MBD: Semantic Wikis

MBD Home

Overview

Concepts

Modeling

Semantic Wikis

  Background
  So, add structure!
  Some Examples

The Extraction Phase

The Analysis Phase

The Presentation Phase

Case Study (FSW)

Case Study (Unix)

Advice

Tools

Books


Rich Morin, rdm@cfcl.com

Printable Version

Semantic Wikis show promise for creating models and presenting information. Ideally, they would combine a wiki's convenience and freedom with the strengths of semantically-aware (e.g., ontology-based) systems. This could allow a graceful merging of human-edited and mechanically generated content.

Background

Wikis provide a very convenient means for generating informal documentation. They are easy to edit, support both individual and collaborative efforts, and scale extremely well.

Wiki links can be created by the simple act of typing in a CamelCase word. If a page doesn't already exist, the act of clicking on its link will create one. Simplified markup languages are also available, easing the process of page creation.

Most wikis have rollback mechanisms, allowing contributions or changes to be removed, merged with previous content, etc. This allows public wikis such as Wikipedia to reach and retain a high level of quality, despite occasional misguided postings.

The web's basic architecture reduces the apparent complexity of web site (and thus wiki) generation. Although collections of pages and links form a graph-based data structure, few users think about this fact. Looking at any given page, the user sees only content and links; the global structure can be (and usually is) ignored.

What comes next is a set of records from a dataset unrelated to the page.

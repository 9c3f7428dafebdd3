use std::sync::mpsc::Sender;
use std::thread::{self, JoinHandle};

use crossterm::event::{self, Event, KeyCode, KeyEvent, KeyEventKind, KeyModifiers};
use log::{debug, warn};

/// Canonical movement directions for snake input.
#[derive(Debug, Clone, Copy, Eq, PartialEq)]
pub enum Direction {
    Up,
    Down,
    Left,
    Right,
}

impl Direction {
    pub const ALL: [Self; 4] = [Self::Up, Self::Down, Self::Left, Self::Right];

    /// Returns the unit vector `(x_speed, y_speed)`; y grows downwards.
    #[must_use]
    pub fn vector(self) -> (i32, i32) {
        match self {
            Self::Up => (0, -1),
            Self::Down => (0, 1),
            Self::Left => (-1, 0),
            Self::Right => (1, 0),
        }
    }

    #[must_use]
    pub fn is_vertical(self) -> bool {
        matches!(self, Self::Up | Self::Down)
    }

    /// Returns whether a snake moving in `self` may turn to `requested`.
    ///
    /// Vertical requests need a zero vertical speed, horizontal requests a
    /// zero horizontal speed. This rejects reversals and same-axis no-ops.
    #[must_use]
    pub fn accepts(self, requested: Direction) -> bool {
        let (x_speed, y_speed) = self.vector();
        if requested.is_vertical() {
            y_speed == 0
        } else {
            x_speed == 0
        }
    }
}

/// High-level intents delivered from the input thread to the tick loop.
#[derive(Debug, Clone, Copy, Eq, PartialEq)]
pub enum Intent {
    Move(Direction),
    /// Play again after a game over.
    Confirm,
    /// Decline another round after a game over.
    Decline,
    /// Leave immediately from any state.
    Quit,
}

/// Maps a terminal key event to an intent.
#[must_use]
pub fn intent_for_key(key: KeyEvent) -> Option<Intent> {
    if key.kind == KeyEventKind::Release {
        return None;
    }

    if key.modifiers.contains(KeyModifiers::CONTROL) && key.code == KeyCode::Char('c') {
        return Some(Intent::Quit);
    }

    match key.code {
        KeyCode::Up => Some(Intent::Move(Direction::Up)),
        KeyCode::Down => Some(Intent::Move(Direction::Down)),
        KeyCode::Left => Some(Intent::Move(Direction::Left)),
        KeyCode::Right => Some(Intent::Move(Direction::Right)),
        KeyCode::Esc => Some(Intent::Quit),
        KeyCode::Char('y' | 'Y') => Some(Intent::Confirm),
        KeyCode::Char('n' | 'N') => Some(Intent::Decline),
        _ => None,
    }
}

/// Picks the most recent directional intent that is legal against `current`.
///
/// Legality is judged against the direction held at tick start, so two quick
/// presses cannot chain into a reversal within one tick.
#[must_use]
pub fn latest_legal_turn<I>(current: Direction, intents: I) -> Option<Direction>
where
    I: IntoIterator<Item = Intent>,
{
    intents
        .into_iter()
        .filter_map(|intent| match intent {
            Intent::Move(direction) if current.accepts(direction) => Some(direction),
            _ => None,
        })
        .last()
}

/// Spawns the blocking input poller feeding `intents`.
///
/// The thread ends after forwarding `Quit` or once the receiver is dropped.
pub fn spawn_input_thread(intents: Sender<Intent>) -> JoinHandle<()> {
    thread::spawn(move || {
        loop {
            let event = match event::read() {
                Ok(event) => event,
                Err(error) => {
                    warn!("input polling stopped: {error}");
                    return;
                }
            };

            let Event::Key(key) = event else {
                continue;
            };

            let Some(intent) = intent_for_key(key) else {
                continue;
            };

            debug!("intent {intent:?}");
            if intents.send(intent).is_err() || intent == Intent::Quit {
                return;
            }
        }
    })
}

#[cfg(test)]
mod tests {
    use crossterm::event::{KeyCode, KeyEvent, KeyModifiers};

    use super::{Direction, Intent, intent_for_key, latest_legal_turn};

    #[test]
    fn direction_change_table() {
        use Direction::{Down, Left, Right, Up};

        // (current, requested, accepted)
        let table = [
            (Right, Up, true),
            (Right, Down, true),
            (Right, Left, false),
            (Right, Right, false),
            (Left, Up, true),
            (Left, Down, true),
            (Left, Left, false),
            (Left, Right, false),
            (Up, Up, false),
            (Up, Down, false),
            (Up, Left, true),
            (Up, Right, true),
            (Down, Up, false),
            (Down, Down, false),
            (Down, Left, true),
            (Down, Right, true),
        ];

        for (current, requested, accepted) in table {
            assert_eq!(
                current.accepts(requested),
                accepted,
                "{current:?} -> {requested:?}"
            );
        }
    }

    #[test]
    fn arrow_keys_map_to_moves() {
        let up = KeyEvent::new(KeyCode::Up, KeyModifiers::NONE);
        let left = KeyEvent::new(KeyCode::Left, KeyModifiers::NONE);

        assert_eq!(intent_for_key(up), Some(Intent::Move(Direction::Up)));
        assert_eq!(intent_for_key(left), Some(Intent::Move(Direction::Left)));
    }

    #[test]
    fn confirm_decline_and_quit_keys() {
        let key = |code| KeyEvent::new(code, KeyModifiers::NONE);

        assert_eq!(intent_for_key(key(KeyCode::Char('Y'))), Some(Intent::Confirm));
        assert_eq!(intent_for_key(key(KeyCode::Char('n'))), Some(Intent::Decline));
        assert_eq!(intent_for_key(key(KeyCode::Esc)), Some(Intent::Quit));
        assert_eq!(
            intent_for_key(KeyEvent::new(KeyCode::Char('c'), KeyModifiers::CONTROL)),
            Some(Intent::Quit)
        );
        assert_eq!(intent_for_key(key(KeyCode::Char('x'))), None);
    }

    #[test]
    fn latest_legal_turn_ignores_chained_reversal() {
        // Up is legal from Right; Left would only be legal after Up took effect.
        let intents = [
            Intent::Move(Direction::Up),
            Intent::Move(Direction::Left),
        ];

        assert_eq!(
            latest_legal_turn(Direction::Right, intents),
            Some(Direction::Up)
        );
    }

    #[test]
    fn latest_legal_turn_prefers_most_recent() {
        let intents = [
            Intent::Move(Direction::Up),
            Intent::Confirm,
            Intent::Move(Direction::Down),
        ];

        assert_eq!(
            latest_legal_turn(Direction::Left, intents),
            Some(Direction::Down)
        );
        assert_eq!(latest_legal_turn(Direction::Left, Vec::new()), None);
    }
}
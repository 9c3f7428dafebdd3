use ratatui::Frame;
use ratatui::layout::{Alignment, Constraint, Layout, Rect};
use ratatui::style::{Color, Modifier, Style};
use ratatui::text::Line;
use ratatui::widgets::{Block, Clear, Paragraph};

use crate::game::{DeathReason, GameOverSummary};

const CONTINUE_PROMPT: &str = "Press Y to play again, N to quit";
const POPUP_PADDING_X: u16 = 4;
const POPUP_HEIGHT: u16 = 10;

/// Draws the game-over screen as a centered popup.
pub fn render_game_over_menu(frame: &mut Frame<'_>, area: Rect, summary: &GameOverSummary) {
    let width = CONTINUE_PROMPT.len() as u16 + POPUP_PADDING_X;
    let popup = centered_popup(area, width, POPUP_HEIGHT);
    frame.render_widget(Clear, popup);

    let lines = vec![
        Line::from("GAME OVER").style(Style::default().add_modifier(Modifier::BOLD)),
        Line::from(""),
        Line::from(format!("Final Score: {}", summary.score)),
        Line::from(match summary.reason {
            Some(DeathReason::WallCollision) => "Cause: hit wall",
            Some(DeathReason::SelfCollision) => "Cause: hit yourself",
            None => "",
        }),
        Line::from(format!(
            "Collected: {} from {} cells",
            summary.collected_total, summary.collected_count
        ))
        .style(Style::default().fg(Color::DarkGray)),
        Line::from(match &summary.token {
            Some(token) => format!("Token: {token}"),
            None => "Token not saved".to_owned(),
        }),
        Line::from(""),
        Line::from(CONTINUE_PROMPT),
    ];

    frame.render_widget(
        Paragraph::new(lines)
            .alignment(Alignment::Center)
            .block(Block::bordered().title(" game over ")),
        popup,
    );
}

fn centered_popup(area: Rect, width: u16, height: u16) -> Rect {
    let [_, mid, _] = Layout::vertical([
        Constraint::Fill(1),
        Constraint::Length(height),
        Constraint::Fill(1),
    ])
    .areas(area);

    let [_, center, _] = Layout::horizontal([
        Constraint::Fill(1),
        Constraint::Length(width),
        Constraint::Fill(1),
    ])
    .areas(mid);

    center
}
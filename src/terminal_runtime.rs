use std::io;
use std::panic;

use crossterm::cursor::{Hide, Show};
use crossterm::execute;
use crossterm::terminal::{
    EnterAlternateScreen, LeaveAlternateScreen, disable_raw_mode, enable_raw_mode,
};
use ratatui::Terminal;
use ratatui::backend::CrosstermBackend;

use crate::app::Presenter;
use crate::game::{GameOverSummary, Snapshot};
use crate::renderer;

/// Concrete terminal type used by the runtime.
pub type AppTerminal = Terminal<CrosstermBackend<io::Stdout>>;

/// Owns terminal lifecycle (raw mode + alternate screen) for one game run.
///
/// On drop, this type restores terminal state best-effort.
pub struct TerminalSession {
    terminal: AppTerminal,
}

impl TerminalSession {
    /// Enters raw mode, switches to alternate screen, and creates a ratatui terminal.
    pub fn enter() -> io::Result<Self> {
        enable_raw_mode()?;

        let mut stdout = io::stdout();
        if let Err(error) = execute!(stdout, EnterAlternateScreen, Hide) {
            let _ = disable_raw_mode();
            return Err(error);
        }

        let backend = CrosstermBackend::new(stdout);
        match Terminal::new(backend) {
            Ok(terminal) => Ok(Self { terminal }),
            Err(error) => {
                let _ = cleanup_terminal_best_effort();
                Err(error)
            }
        }
    }
}

impl Presenter for TerminalSession {
    fn present(&mut self, snapshot: &Snapshot<'_>) -> io::Result<()> {
        self.terminal
            .draw(|frame| renderer::render(frame, snapshot))?;
        Ok(())
    }

    fn present_game_over(
        &mut self,
        snapshot: &Snapshot<'_>,
        summary: &GameOverSummary,
    ) -> io::Result<()> {
        self.terminal
            .draw(|frame| renderer::render_game_over(frame, snapshot, summary))?;
        Ok(())
    }
}

impl Drop for TerminalSession {
    fn drop(&mut self) {
        let _ = cleanup_terminal_best_effort();
    }
}

/// Restores the terminal before the default panic output is printed.
pub fn install_panic_hook() {
    let default_hook = panic::take_hook();

    panic::set_hook(Box::new(move |panic_info| {
        let _ = cleanup_terminal_best_effort();
        default_hook(panic_info);
    }));
}

fn cleanup_terminal_best_effort() -> io::Result<()> {
    let _ = disable_raw_mode();
    let mut stdout = io::stdout();
    execute!(stdout, Show, LeaveAlternateScreen)
}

As sites such as Wikipedia demonstrate, wikis can take full advantage of these simplifications. Their users navigate through enormous graphs, seeing only pages that appear to be of interest.

Web Limitations

HTML links (e.g., <A HREF="...">...</A>) have limitations that interfere with their use in semantic wikis. Specifically, they are uni-directional, untyped, and binary. The first problem can be worked around fairly easily, but the others require structural changes.

Because a link only goes to a given page, the entire graph must be traversed in order to find backlinks (links that come from other pages). For search engines such as Google, this can be a massive problem, because the "graph" in question is the entire web.

Few wikis bother to track backlinks, even though the problem is much more tractable for them. Even fewer can display clickable context diagrams, showing a page's "local neighborhood". Pimki (an experimental "Personal Information Management" wiki) does both, but it is a conspicuous exception.

Even Pimki, however, is constrained by HTML links' other limitations. Although a link can have many attributes, most only contain the target URL and some text content to be highlighted and displayed. Nothing, in any case, indicates which links are of what "type".

Without typed links (e.g., Is_A, Has_A, Used_By), Pimki has very little information to work with. It cannot, for example, filter by link type or assess the "strength" of given links, much less make deductions (e.g., inherited characteristics) based on link types.

Finally, HTML links are "binary", in the sense that they only connect two pages. This isn't a catastrophic problem: Resource Description Framework (RDF) is also based on binary links. However, many users may find it easier to say "John is taking the plane to Chicago" than to specify the equivalent set of binary relationships.

So, add structure!

Semantic wikis address the "type" problem head-on, allowing pages and/or links to have specified types. Thus, we might say that the /etc/passwd page deals with an instance of the class Control_File. With this information, the wiki can generate bi-directional links, display summary or inherited information, etc.

Similarly, if we say that a Control_File may be written by a Program (or really, by a Process that is running the Program), the wiki knows that it's OK for a user to assert that the /etc/passwd file may be written by the /bin/passwd program.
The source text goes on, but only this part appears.